Formed through the collaboration of two Dutch groups of architects out of Amsterdam and Rotterdam respectively, De 8 en Opbouw was a magazine that oscillated between the mature criticism of the monthly reviews, and the day-to-day reporting of construction newspapers. Published as a bi-weekly between 1932 and 1943, the magazine showcased the bold character of Dutch modernism, as well as the social changes that it expressed. From its graphic design, to the confident functionalism in the designs of Dutch architects (like Duiker, Brinkman, van der Vlugt, Stam, Oud etc), the magazine’s impact has left a mark in the cultural production of Dutch architects to this day.
When the magazines of two Dutch avant-garde collectives merged in January 1932, the editors — Ben Merkelbach, Mart Stam, Gerrit Rietveld and others — were explicit about the project's politics. The journal would not "discuss" architecture; it would document the New Building as a working programme.

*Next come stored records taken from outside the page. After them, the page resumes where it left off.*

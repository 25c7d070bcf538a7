//! SMTP client used by [`SmtpTransport`](crate::SmtpTransport).
//!
//! The [`Session`] type tracks the protocol state at compile time, so a
//! message can only be written after DATA was accepted.

mod capability;
mod command;
mod reply;
mod session;
mod stream;

pub use capability::Capabilities;
pub use command::Command;
pub use reply::{Reply, ReplyCode};
pub use session::{Connected, Data, MailFrom, Ready, Recipients, Session};
pub use stream::{SmtpStream, connect, connect_tls};
//! Error types for directive parsing.

use std::io;
use std::path::PathBuf;

use crate::field::Field;

/// Result type alias for directive parsing.
pub type Result<T> = std::result::Result<T, ParseError>;

/// Directive parse error.
///
/// Every variant is terminal for the call. Parsing is deterministic, so
/// retrying with the same input yields the same error.
#[derive(Debug, thiserror::Error)]
pub enum ParseError {
    /// The directive file could not be read.
    #[error("Cannot read directive file {}: {source}", .path.display())]
    IoUnavailable {
        /// Path that was requested.
        path: PathBuf,
        /// Underlying I/O error.
        #[source]
        source: io::Error,
    },

    /// A header line had no terminator within the line limit.
    #[error("{field} line exceeds {max} bytes")]
    LineTooLong {
        /// Header line being read.
        field: Field,
        /// Maximum line length, terminator included.
        max: usize,
    },

    /// Input ended before a header line was terminated.
    #[error("Unexpected end of input while reading {0} line")]
    UnexpectedEof(Field),

    /// The expected label was not found at the expected position.
    #[error("Missing {label:?} field", label = .0.label())]
    MissingField(Field),

    /// The label matched but no usable content followed it.
    #[error("{0} field has no usable content")]
    EmptyMandatoryField(Field),
}

impl ParseError {
    /// Returns the header field the error relates to, if any.
    #[must_use]
    pub const fn field(&self) -> Option<Field> {
        match self {
            Self::IoUnavailable { .. } => None,
            Self::LineTooLong { field, .. } => Some(*field),
            Self::UnexpectedEof(field)
            | Self::MissingField(field)
            | Self::EmptyMandatoryField(field) => Some(*field),
        }
    }
}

Typographically, the journal sat at the frontier. Paul Schuitema and Piet Zwart contributed covers; the inside pages used a tight functionalist grid that anticipated post-war Swiss design. The 1937 special issue on industrial photography, edited by Cas Oorthuys, remains a milestone in Dutch visual culture.
By 1939 the political climate had begun to fracture the editorial board. Mart Stam had left for the Soviet Union; Rietveld had drifted toward the artisanal. The German occupation imposed paper restrictions and, eventually, censorship. The last full issue appeared in 1943. The journal's archive is deposited at Het Nieuwe Instituut in Rotterdam.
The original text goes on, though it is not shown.